What can I add? Perfection of loneliness after your lover has left you. One has the uneasy feeling that she may be dead, even though it is quite clear that she has only left him. It feels as though he is a man in mourning. The saddest most yearning song of all time. Unless:
On Roy's posthumously released Mystery Girl there are at least 2 songs that consciously revisit and echo or answer his old hits, like a man who is returning to the scenes of his youth for one last time.
The first is California Blue, a deliberate echo, or rather update, of the classic Blue Bayou
The second is “In the Real World”, a riposte to In Dreams - beginning with the words
"In dreams we do so many things
we set aside the rules we know
and fly above the world so high
in great and shining wings
if only we could always live in dreams"
if only we could make of life what in dreams it seems....."

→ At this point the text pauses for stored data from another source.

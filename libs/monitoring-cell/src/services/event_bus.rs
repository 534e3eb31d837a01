use tokio::sync::broadcast;
use tracing::debug;

use shared_models::Alert;

use crate::models::HealthEvent;

const ALERT_CHANNEL_CAPACITY: usize = 1024;
const HEALTH_CHANNEL_CAPACITY: usize = 128;

/// Typed fan-out for alerts and health transitions. Slow receivers lag and
/// lose the oldest messages; publishers never block.
pub struct EventBus {
    alerts: broadcast::Sender<Alert>,
    health: broadcast::Sender<HealthEvent>,
}

impl Default for EventBus {
    fn default() -> Self {
        Self::new()
    }
}

impl EventBus {
    pub fn new() -> Self {
        let (alerts, _) = broadcast::channel(ALERT_CHANNEL_CAPACITY);
        let (health, _) = broadcast::channel(HEALTH_CHANNEL_CAPACITY);
        Self { alerts, health }
    }

    pub fn publish_alert(&self, alert: Alert) {
        if self.alerts.send(alert).is_err() {
            debug!("No alert subscribers");
        }
    }

    pub fn publish_health(&self, event: HealthEvent) {
        if self.health.send(event).is_err() {
            debug!("No health event subscribers");
        }
    }

    pub fn subscribe_alerts(&self) -> broadcast::Receiver<Alert> {
        self.alerts.subscribe()
    }

    pub fn subscribe_health(&self) -> broadcast::Receiver<HealthEvent> {
        self.health.subscribe()
    }
}
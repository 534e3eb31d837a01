use async_trait::async_trait;
use reqwest::{
    header::{HeaderMap, HeaderValue, CONTENT_TYPE},
    Client, Method,
};
use serde_json::{json, Value};
use tokio::sync::RwLock;
use tracing::{debug, error, info, instrument, warn};

use shared_config::AppConfig;
use shared_models::{Alert, TuningParameters};

use crate::error::StoreError;
use crate::persistent::PersistentStore;

/// Supabase REST archive for alerts and tuning parameter sets.
pub struct SupabaseStore {
    client: Client,
    primary_url: String,
    fallback_url: Option<String>,
    base_url: RwLock<String>,
    anon_key: String,
}

impl SupabaseStore {
    pub fn new(config: &AppConfig) -> Result<Self, StoreError> {
        let primary_url = config
            .supabase_url
            .clone()
            .ok_or_else(|| StoreError::Unavailable("SUPABASE_URL not configured".to_string()))?;

        Ok(Self::with_endpoints(
            primary_url,
            config.supabase_fallback_url.clone(),
            config.supabase_anon_key.clone(),
        ))
    }

    pub fn with_endpoints(primary_url: String, fallback_url: Option<String>, anon_key: String) -> Self {
        Self {
            client: Client::new(),
            base_url: RwLock::new(primary_url.clone()),
            primary_url,
            fallback_url,
            anon_key,
        }
    }

    fn get_headers(&self) -> Result<HeaderMap, StoreError> {
        let mut headers = HeaderMap::new();
        let key = HeaderValue::from_str(&self.anon_key)
            .map_err(|e| StoreError::Unavailable(format!("invalid api key header: {}", e)))?;
        let bearer = HeaderValue::from_str(&format!("Bearer {}", self.anon_key))
            .map_err(|e| StoreError::Unavailable(format!("invalid api key header: {}", e)))?;

        headers.insert("apikey", key);
        headers.insert(reqwest::header::AUTHORIZATION, bearer);
        headers.insert(CONTENT_TYPE, HeaderValue::from_static("application/json"));
        headers.insert("Prefer", HeaderValue::from_static("return=minimal"));
        Ok(headers)
    }

    async fn request_at(&self, base_url: &str, method: Method, path: &str, body: Option<Value>) -> Result<(), StoreError> {
        let url = format!("{}{}", base_url, path);
        debug!("Making request to {}", url);

        let mut req = self.client.request(method, &url).headers(self.get_headers()?);
        if let Some(body_data) = body {
            req = req.json(&body_data);
        }

        let response = req.send().await?;
        let status = response.status();
        if !status.is_success() {
            let error_text = response.text().await.unwrap_or_default();
            error!("API error ({}): {}", status, error_text);
            return Err(StoreError::Rejected {
                status: status.as_u16(),
                body: error_text,
            });
        }

        Ok(())
    }

    async fn request(&self, method: Method, path: &str, body: Option<Value>) -> Result<(), StoreError> {
        let base_url = self.base_url.read().await.clone();
        self.request_at(&base_url, method, path, body).await
    }

    pub async fn active_url(&self) -> String {
        self.base_url.read().await.clone()
    }
}

#[async_trait]
impl PersistentStore for SupabaseStore {
    fn name(&self) -> &str {
        "supabase"
    }

    #[instrument(skip(self, alert), fields(alert_id = %alert.id))]
    async fn archive_alert(&self, alert: &Alert) -> Result<(), StoreError> {
        let body = json!({
            "id": alert.id,
            "alert_type": alert.alert_type,
            "priority": alert.priority,
            "title": alert.title,
            "message": alert.message,
            "timestamp": alert.timestamp,
            "data": alert.data,
        });
        self.request(Method::POST, "/rest/v1/alerts", Some(body)).await
    }

    #[instrument(skip(self, parameters), fields(version = parameters.version))]
    async fn archive_parameters(&self, parameters: &TuningParameters) -> Result<(), StoreError> {
        let body = json!({
            "version": parameters.version,
            "parameters": serde_json::to_value(parameters)?,
        });
        self.request(Method::POST, "/rest/v1/tuning_parameters", Some(body)).await
    }

    async fn ping(&self) -> Result<(), StoreError> {
        self.request(Method::GET, "/rest/v1/", None).await
    }

    #[instrument(skip(self))]
    async fn reconnect(&self) -> Result<(), StoreError> {
        let mut candidates = vec![self.primary_url.clone()];
        candidates.extend(self.fallback_url.clone());

        let mut last_err = None;
        for candidate in candidates {
            match self.request_at(&candidate, Method::GET, "/rest/v1/", None).await {
                Ok(()) => {
                    info!(url = %candidate, "Persistent store reconnected");
                    *self.base_url.write().await = candidate;
                    return Ok(());
                }
                Err(e) => {
                    warn!(url = %candidate, "Persistent store endpoint unreachable: {}", e);
                    last_err = Some(e);
                }
            }
        }

        Err(last_err.unwrap_or_else(|| StoreError::Unavailable("no persistent store endpoint".to_string())))
    }
}
use std::time::Duration;

use thiserror::Error;

use resilience_cell::{BreakerError, CoordinatorError};
use shared_database::StoreError;
use shared_models::{DetectorError, NotificationError, ValidationError};

#[derive(Error, Debug)]
pub enum MonitoringError {
    #[error("Shift detection failed: {0}")]
    Detection(#[from] DetectorError),

    #[error("Validation error: {0}")]
    Validation(#[from] ValidationError),

    #[error("Store error: {0}")]
    Store(#[from] StoreError),

    #[error("Coordination error: {0}")]
    Coordination(#[from] CoordinatorError),

    #[error("Notification error: {0}")]
    Notification(#[from] NotificationError),

    #[error("Serialization error: {0}")]
    Serialization(#[from] serde_json::Error),

    #[error("Circuit breaker '{0}' is open")]
    CircuitOpen(String),

    #[error("Operation timed out after {0:?}")]
    Timeout(Duration),

    #[error("Health probe failed: {0}")]
    Probe(String),

    #[error("Recovery step failed: {0}")]
    Recovery(String),

    #[error("Component error: {0}")]
    Component(String),
}

impl MonitoringError {
    /// Validation failures are rejected locally and never trip a breaker.
    pub fn is_validation(&self) -> bool {
        matches!(self, MonitoringError::Validation(_))
    }
}

impl From<BreakerError<MonitoringError>> for MonitoringError {
    fn from(err: BreakerError<MonitoringError>) -> Self {
        match err {
            BreakerError::Open(name) => MonitoringError::CircuitOpen(name),
            BreakerError::Timeout(limit) => MonitoringError::Timeout(limit),
            BreakerError::Failed(inner) => inner,
        }
    }
}

impl From<BreakerError<NotificationError>> for MonitoringError {
    fn from(err: BreakerError<NotificationError>) -> Self {
        match err {
            BreakerError::Open(name) => MonitoringError::CircuitOpen(name),
            BreakerError::Timeout(limit) => MonitoringError::Timeout(limit),
            BreakerError::Failed(inner) => MonitoringError::Notification(inner),
        }
    }
}

impl From<BreakerError<StoreError>> for MonitoringError {
    fn from(err: BreakerError<StoreError>) -> Self {
        match err {
            BreakerError::Open(name) => MonitoringError::CircuitOpen(name),
            BreakerError::Timeout(limit) => MonitoringError::Timeout(limit),
            BreakerError::Failed(inner) => MonitoringError::Store(inner),
        }
    }
}
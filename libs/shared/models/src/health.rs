use std::fmt;

use chrono::{DateTime, Utc};
use serde::{Deserialize, Serialize};

/// Health levels ordered by severity, `Optimal` being the best.
#[derive(Debug, Clone, Copy, PartialEq, Eq, PartialOrd, Ord, Hash, Serialize, Deserialize)]
#[serde(rename_all = "snake_case")]
pub enum HealthState {
    Optimal,
    Healthy,
    Degraded,
    AtRisk,
    Critical,
}

impl HealthState {
    pub fn is_at_least_healthy(self) -> bool {
        self <= HealthState::Healthy
    }

    /// Worst state of the iterator, `Optimal` when empty.
    pub fn worst<I>(states: I) -> HealthState
    where
        I: IntoIterator<Item = HealthState>,
    {
        states.into_iter().max().unwrap_or(HealthState::Optimal)
    }
}

impl fmt::Display for HealthState {
    fn fmt(&self, f: &mut fmt::Formatter<'_>) -> fmt::Result {
        let label = match self {
            HealthState::Optimal => "optimal",
            HealthState::Healthy => "healthy",
            HealthState::Degraded => "degraded",
            HealthState::AtRisk => "at-risk",
            HealthState::Critical => "critical",
        };
        f.write_str(label)
    }
}

#[derive(Debug, Clone, Serialize, Deserialize)]
pub struct ComponentHealth {
    pub name: String,
    pub state: HealthState,
    pub response_time_ms: u64,
    pub message: Option<String>,
    pub last_checked: DateTime<Utc>,
}

#[derive(Debug, Clone, Serialize, Deserialize)]
pub struct HealthStatus {
    pub overall: HealthState,
    pub components: Vec<ComponentHealth>,
    pub checked_at: DateTime<Utc>,
    pub uptime_secs: u64,
}

impl HealthStatus {
    pub fn unknown() -> Self {
        Self {
            overall: HealthState::Healthy,
            components: Vec::new(),
            checked_at: Utc::now(),
            uptime_secs: 0,
        }
    }

    pub fn component(&self, name: &str) -> Option<&ComponentHealth> {
        self.components.iter().find(|c| c.name == name)
    }
}

#[cfg(test)]
mod tests {
    use super::*;

    #[test]
    fn test_worst_state_wins() {
        let states = [HealthState::Healthy, HealthState::Critical, HealthState::Degraded];
        assert_eq!(HealthState::worst(states), HealthState::Critical);
        assert_eq!(HealthState::worst(Vec::new()), HealthState::Optimal);
    }

    #[test]
    fn test_at_least_healthy() {
        assert!(HealthState::Optimal.is_at_least_healthy());
        assert!(HealthState::Healthy.is_at_least_healthy());
        assert!(!HealthState::Degraded.is_at_least_healthy());
        assert!(!HealthState::Critical.is_at_least_healthy());
    }
}
use std::sync::Arc;
use std::time::Duration;

use anyhow::{Context, Result};
use dotenv::dotenv;
use tracing::{info, warn};
use tracing_subscriber::{layer::SubscriberExt, util::SubscriberInitExt};

use monitoring_cell::adapters::{HttpShiftDetector, LogNotificationSender, WebhookNotificationSender};
use monitoring_cell::{CoreDependencies, MonitoringCore};
use shared_config::AppConfig;
use shared_database::{KeyValueStore, MemoryPersistentStore, MemoryStore, PersistentStore, RedisStore, SupabaseStore};

const HTTP_TIMEOUT: Duration = Duration::from_secs(10);

#[tokio::main]
async fn main() -> Result<()> {
    // Loading Env Vars
    dotenv().ok();

    // Initialize tracing
    tracing_subscriber::registry()
        .with(tracing_subscriber::EnvFilter::new(
            std::env::var("RUST_LOG").unwrap_or_else(|_| "info".into()),
        ))
        .with(tracing_subscriber::fmt::layer())
        .init();

    info!("Starting correlation monitor");

    // Load configuration
    let config = AppConfig::from_env();

    let detector_url = config
        .shift_detector_url
        .clone()
        .context("SHIFT_DETECTOR_URL must be set")?;
    let detector = HttpShiftDetector::new(detector_url, HTTP_TIMEOUT)?;

    let shared_store = shared_store(&config).await;
    let persistent_store = persistent_store(&config);

    let mut deps = CoreDependencies::new(config.clone(), Arc::new(detector))
        .with_shared_store(shared_store)
        .with_persistent_store(persistent_store);

    match &config.alert_webhook_url {
        Some(url) => {
            deps = deps.with_notifier(Arc::new(WebhookNotificationSender::new(url.clone(), HTTP_TIMEOUT)?));
        }
        None => {
            warn!("ALERT_WEBHOOK_URL not set, alerts are only logged");
            deps = deps.with_notifier(Arc::new(LogNotificationSender));
        }
    }

    let core = MonitoringCore::new(deps).await;
    if config.alert_default_recipient.is_none() {
        warn!("ALERT_DEFAULT_RECIPIENT not set, notifications wait for a subscriber");
    }
    core.start();
    info!(instance = %config.instance_id, "Correlation monitor running");

    tokio::signal::ctrl_c()
        .await
        .context("failed to listen for shutdown signal")?;

    info!("Shutdown signal received");
    core.stop().await;
    Ok(())
}

async fn shared_store(config: &AppConfig) -> Arc<dyn KeyValueStore> {
    if config.is_shared_store_configured() {
        match RedisStore::new(config).await {
            Ok(store) => return Arc::new(store),
            Err(e) => warn!("Redis unavailable, falling back to in-process store: {}", e),
        }
    }
    Arc::new(MemoryStore::new("local"))
}

fn persistent_store(config: &AppConfig) -> Arc<dyn PersistentStore> {
    if config.is_persistent_store_configured() {
        match SupabaseStore::new(config) {
            Ok(store) => return Arc::new(store),
            Err(e) => warn!("Supabase unavailable, archiving in memory: {}", e),
        }
    }
    Arc::new(MemoryPersistentStore::new())
}
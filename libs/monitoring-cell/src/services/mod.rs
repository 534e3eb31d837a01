pub mod accuracy;
pub mod alerts;
pub mod event_bus;
pub mod health;
pub mod metrics;
pub mod recovery;
pub mod scheduler;
pub mod shadow;
pub mod throttle;
pub mod tuning;

pub use accuracy::{AccuracyHistory, LeagueAccuracy};
pub use alerts::{AlertPipeline, OpportunityAssessor};
pub use event_bus::EventBus;
pub use health::{
    BreakerProbe, HealthAggregator, HealthProbe, PersistentStoreProbe, ProbeCycle, ProbeReport, ResourceProbe,
    SchedulerProbe, SharedStoreProbe,
};
pub use metrics::MetricsCollectorService;
pub use recovery::{
    FullReinitialization, ReconnectPersistentStore, ReconnectSharedStore, RecoveryAction, RecoveryOrchestrator,
    RecoveryOutcome, RestartComponents,
};
pub use scheduler::{MonitoringScheduler, SchedulerParts, TickOutcome};
pub use shadow::ShadowEvaluator;
pub use throttle::{AdaptiveThrottleController, ThrottleAdjustment};
pub use tuning::{ParameterStore, SelfTuningController, TuningOutcome};
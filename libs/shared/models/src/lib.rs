pub mod alert;
pub mod error;
pub mod health;
pub mod shift;
pub mod tuning;

pub use alert::{Alert, AlertPriority, AlertType};
pub use error::{DetectorError, NotificationError, ValidationError};
pub use health::{ComponentHealth, HealthState, HealthStatus};
pub use shift::{DetectOptions, ShiftCandidate};
pub use tuning::{AccuracyRecord, ScoringWeights, TuningParameters};
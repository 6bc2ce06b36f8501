//! JSON request and response types for single-call step-over resolution.
//!
//! A request carries the flow document inline alongside the breakpoint:
//!
//! ```json
//! {"document": {"kind": "sequence", ...}, "breakpoint": {"line": 4, "column": 8}}
//! ```
//!
//! and the response lists the positions to arm:
//!
//! ```json
//! {"breakpoints": [{"line": 5, "column": 8}]}
//! ```

use serde::{Deserialize, Serialize};

use flowstep_core::breakpoint::Breakpoint;

/// A step-over request.
#[derive(Debug, Clone, Deserialize)]
pub struct StepOverRequest {
    document: serde_json::Value,
    breakpoint: Breakpoint,
}

impl StepOverRequest {
    pub fn new(document: serde_json::Value, breakpoint: Breakpoint) -> Self {
        Self {
            document,
            breakpoint,
        }
    }

    /// The flow document, as an untyped JSON value.
    pub fn document(&self) -> &serde_json::Value {
        &self.document
    }

    pub fn breakpoint(&self) -> Breakpoint {
        self.breakpoint
    }
}

/// The positions the debugger must arm, in resolution order.
#[derive(Debug, Clone, PartialEq, Serialize, Deserialize)]
pub struct StepOverResponse {
    breakpoints: Vec<Breakpoint>,
}

impl StepOverResponse {
    pub fn new(breakpoints: Vec<Breakpoint>) -> Self {
        Self { breakpoints }
    }

    pub fn breakpoints(&self) -> &[Breakpoint] {
        &self.breakpoints
    }

    pub fn into_breakpoints(self) -> Vec<Breakpoint> {
        self.breakpoints
    }
}

#[cfg(test)]
mod tests {
    use serde_json::json;

    use super::*;

    #[test]
    fn test_request_deserialize() {
        let request: StepOverRequest = serde_json::from_value(json!({
            "document": {"kind": "sequence"},
            "breakpoint": {"line": 4, "column": 8}
        }))
        .expect("valid request");

        assert_eq!(request.breakpoint(), Breakpoint::new(4, 8));
        assert_eq!(request.document()["kind"], "sequence");
    }

    #[test]
    fn test_request_missing_breakpoint() {
        let result = serde_json::from_value::<StepOverRequest>(json!({"document": {}}));

        assert!(result.is_err());
    }

    #[test]
    fn test_response_serialize() {
        let response = StepOverResponse::new(vec![Breakpoint::new(5, 8), Breakpoint::new(9, 12)]);

        assert_eq!(
            serde_json::to_value(&response).expect("serializable"),
            json!({"breakpoints": [{"line": 5, "column": 8}, {"line": 9, "column": 12}]})
        );
    }
}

In the real world we must say world we must say real goodbyes
no matter if the love will live
it will never die
http://www.youtube.com/watch?v=rlxAHAm6zJ4
It's as though he knew he would soon die (he didn't although he had told people he was having chest pains) remembering his first wife who died in a motor accident, his three dead sons, his current love Claudine, this has got to be the saddest song by someone who wrote the saddest songs. But in it, he is saying that it is the life that is lived, not the life of dreams, that is worthwhile. Coming from the world's greatest balladeer of dreams and love and loss, this is a final triumph.
Yes this is Roy really riding off into the sunset:
"I love you
and you love me,
but sometimes we must let it be
in the real world
in the real world".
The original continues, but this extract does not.